Here is where it gets particularly tricking, because I truly believe that underneath all that heavy energy, there is pure love. If I allow myself to enter a meditative state and align with the soul energies of people who appear toxic in my life, I am able to see them in their true essence, and always their higher-selves vibrate in the energy of pure love. Yet, this alone does not solve the dilemma of what to do in this life with the dominate energies we allow ourselves to receive from these people and circumstances.

I have learned to wear stones and crystals, to seal the holes in my energy field, and, if need be, to clear the imprints of dense energies, yet I have to admit, I would prefer not to. I’d love to life in a world where I only encounter (and, I should add, send out), the frequency of love. Sadly, this world, on Earth, does not yet exist.

As I write this, I long for an easy, or at least a clear-cut answer. Perhaps it is there and I have yet to find it. For me the answer is complex, as there is always a loss. Someone will often suffer from whatever decision I make (at least in my mind), and I suspect it’s that nagging guilt that I so easily align to, that keeps me from making a clean separation.

 

Stepping into Joy

I love Denise Linn and her wisdom. Today these words of hers appeared on my FB wall, “When you step into your joy, you’ll recognize the need to release people that consistently make you feel anything less. Be your own fierce protector.”

The more light we let in, the less room there is for pain. Pockets of dense matter suddenly start breaking away. But, it is not always an easy process. In my last blogs I have  spoken of my struggle to heed the urgings of my guides and their messages that have often come through so strongly in my dreams and meditations. Recognizing that I have immersed myself and my family in an environment that I had tried to believe was premised on love and community, but was really dominated by the undertones of fear, has been difficult, at best.

These last few weeks I have struggled to break free. I have felt anger, sadness, guilt and remorse. I have felt alone, as the resistance extends to my family. But I have also felt the undertones of freedom and my own personal power. I know that sometimes relationships are meant to end, having served out their purposes, it is time to move on. Yet, sometimes we need to be “fierce” in our approach to break free from an environment that we now recognize as abusive. The other people involved will not see themselves in the same way we now perceive them, as they are still living in that place trapped by pain. They will often try to keep your ties firmly knotted, so that you remain in a place of less light. It makes them feel better. It makes their pain bodies feel powerful.

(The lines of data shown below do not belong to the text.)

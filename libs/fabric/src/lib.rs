//! Constellation Fabric - connection layer between a module and its daemon
//!
//! Provides the wire contracts, a JSON codec, a persistent WebSocket
//! transport, a stateless HTTP fallback transport, and the [`Connection`]
//! that chooses between them.
//!
//! # Example
//!
//! ```no_run
//! use constellation_core::ClientId;
//! use constellation_fabric::protocol::{Task, WorkUnit, WORK_GET};
//! use constellation_fabric::{request, Connection};
//!
//! # async fn example() -> Result<(), Box<dyn std::error::Error>> {
//! let url = "http://127.0.0.1:8080".parse()?;
//! let client_id: ClientId = "11111111-1111-1111-1111-111111111111".parse()?;
//!
//! let connection = Connection::open(url, client_id)?;
//! connection.opened().await?;
//!
//! // One task, typed response
//! let work: WorkUnit = request::request(&connection, Task::empty(WORK_GET)).await?;
//! println!("{} pending requests", work.requests.len());
//!
//! connection.dispose().await;
//! # Ok(())
//! # }
//! ```

pub mod channel;
pub mod codec;
pub mod connection;
pub mod error;
pub mod protocol;
pub mod request;
pub mod transport;

// Re-exports for convenience
pub use channel::Channel;
pub use connection::{Connection, ConnectionBuilder, ConnectionState, Mode};
pub use error::{Error, Result};
//! Constellation Core - contracts shared by modules and their services
//!
//! A service receives opaque JSON payloads from the daemon. Implement
//! [`TypedService`] to work with typed requests and responses instead; the
//! opaque [`Service`] contract is derived from it.
//!
//! # Example
//!
//! ```
//! use constellation_core::{Result, Service, TypedService};
//!
//! struct Echo;
//!
//! impl TypedService for Echo {
//!     type Request = String;
//!     type Response = String;
//!
//!     fn id(&self) -> &str {
//!         "echo"
//!     }
//!
//!     fn handle(&self, request: String) -> Result<String> {
//!         Ok(request)
//!     }
//! }
//!
//! let reply = Echo.handle_request("\"hi\"").unwrap();
//! assert_eq!(reply, "\"hi\"");
//! ```

pub mod error;
pub mod id;
pub mod service;

// Re-exports for convenience
pub use error::{Error, Result};
pub use id::{ClientId, RequestId};
pub use service::{Service, TypedService};
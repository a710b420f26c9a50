use std::fmt;
use std::str::FromStr;

use serde::{Deserialize, Serialize};
use uuid::Uuid;

/// Identity the daemon assigns to one module instance
///
/// Sent with every request so the daemon can correlate the module with its
/// own bookkeeping.
#[derive(Debug, Clone, Copy, PartialEq, Eq, Hash, Serialize, Deserialize)]
#[serde(transparent)]
pub struct ClientId(Uuid);

impl ClientId {
    /// Generate a random identity
    pub fn random() -> Self {
        Self(Uuid::new_v4())
    }
}

impl fmt::Display for ClientId {
    fn fmt(&self, f: &mut fmt::Formatter<'_>) -> fmt::Result {
        self.0.fmt(f)
    }
}

impl FromStr for ClientId {
    type Err = uuid::Error;

    fn from_str(s: &str) -> Result<Self, Self::Err> {
        Uuid::parse_str(s).map(Self)
    }
}

/// Key tying a service request in a work unit to its result
#[derive(Debug, Clone, Copy, PartialEq, Eq, PartialOrd, Ord, Hash, Serialize, Deserialize)]
#[serde(transparent)]
pub struct RequestId(Uuid);

impl fmt::Display for RequestId {
    fn fmt(&self, f: &mut fmt::Formatter<'_>) -> fmt::Result {
        self.0.fmt(f)
    }
}

impl FromStr for RequestId {
    type Err = uuid::Error;

    fn from_str(s: &str) -> Result<Self, Self::Err> {
        Uuid::parse_str(s).map(Self)
    }
}
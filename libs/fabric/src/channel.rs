use std::sync::atomic::{AtomicBool, Ordering};

use serde::{Deserialize, Serialize};
use tokio::sync::Mutex;
use tracing::warn;

use crate::codec::Codec;
use crate::error::{Error, Result};
use crate::transport::Transport;

/// Request/response channel over one persistent transport
///
/// The transport has no multiplexing, so each exchange holds the transport
/// from the start of its send until its reply has been received. Concurrent
/// callers queue in arrival order.
///
/// Replies are matched to requests by position only. An exchange dropped
/// after sending but before its reply arrived leaves that reply unread, so
/// the channel is then desynchronized and refuses every further exchange.
pub struct Channel<C> {
    transport: Mutex<Box<dyn Transport>>,
    codec: C,
    desynced: AtomicBool,
}

impl<C: Codec> Channel<C> {
    /// Create a channel from an existing transport
    pub fn from_transport(transport: impl Transport + 'static, codec: C) -> Self {
        Self {
            transport: Mutex::new(Box::new(transport)),
            codec,
            desynced: AtomicBool::new(false),
        }
    }

    /// Whether an abandoned exchange left a reply unread
    pub fn is_desynced(&self) -> bool {
        self.desynced.load(Ordering::Acquire)
    }

    /// Send a message and wait for its reply
    pub async fn exchange<Req, Res>(&self, message: &Req) -> Result<Res>
    where
        Req: Serialize,
        Res: for<'de> Deserialize<'de>,
    {
        let text = self.codec.encode(message)?;
        let reply = self.exchange_raw(&text).await?;
        self.codec.decode(&reply)
    }

    /// Send already encoded text and wait for the raw reply
    pub async fn exchange_raw(&self, text: &str) -> Result<String> {
        let mut transport = self.transport.lock().await;
        if self.is_desynced() {
            // Stale reply still queued; nothing read from here on can be trusted
            let _ = transport.close().await;
            return Err(Error::ConnectionClosed);
        }

        let pending = PendingReply {
            desynced: &self.desynced,
            settled: false,
        };
        if let Err(e) = transport.send(text).await {
            pending.settle();
            return Err(e);
        }
        let reply = transport.receive().await;
        pending.settle();

        reply
    }

    /// Close the channel
    ///
    /// Waits for any exchange in progress to release the transport first.
    pub async fn close(&self) -> Result<()> {
        self.transport.lock().await.close().await
    }
}

/// Flags the channel when dropped before the reply was read
struct PendingReply<'a> {
    desynced: &'a AtomicBool,
    settled: bool,
}

impl PendingReply<'_> {
    fn settle(mut self) {
        self.settled = true;
    }
}

impl Drop for PendingReply<'_> {
    fn drop(&mut self) {
        if !self.settled {
            warn!("Exchange abandoned before its reply arrived");
            self.desynced.store(true, Ordering::Release);
        }
    }
}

I also know that I have benefitted from these circumstances. Each is a lesson; a chance to grow and move to a place of more light and healing. More light seeps into the pockets of pain, breaking away the dense energy that has been trapped. I am reminded that when we are called to move beyond a place of pain, all parties benefit, even if it is not recognized. The worst thing we can do is to stay in an effort to protect the egos of others. We must have the courage to see beyond to the soul, realizing that when we act from the seat of our heart, we can only help the souls of others.

The Weight of Water

The weight of my mother rests inside my chest. Last night, in dream, I saw her face as it once was, young and full of beauty. Inside her blue eyes there was the light of hope and understanding. My urgent words had started breaking down a barrier and through its thinned walls I could see the beauty of her soul. I wonder does she know that we all hold pain within our bodies, but each of us has the will to set it free?

Later, I walked through a land covered in blue-gray. A still water rose with my steps, covering the earth. Together, the water and I reached a transformer station, where electrical energy is caged behind wires before it is sent to our homes. I wondered what would happen when we all met: water, electricity and me. What would my body do with the surge of power?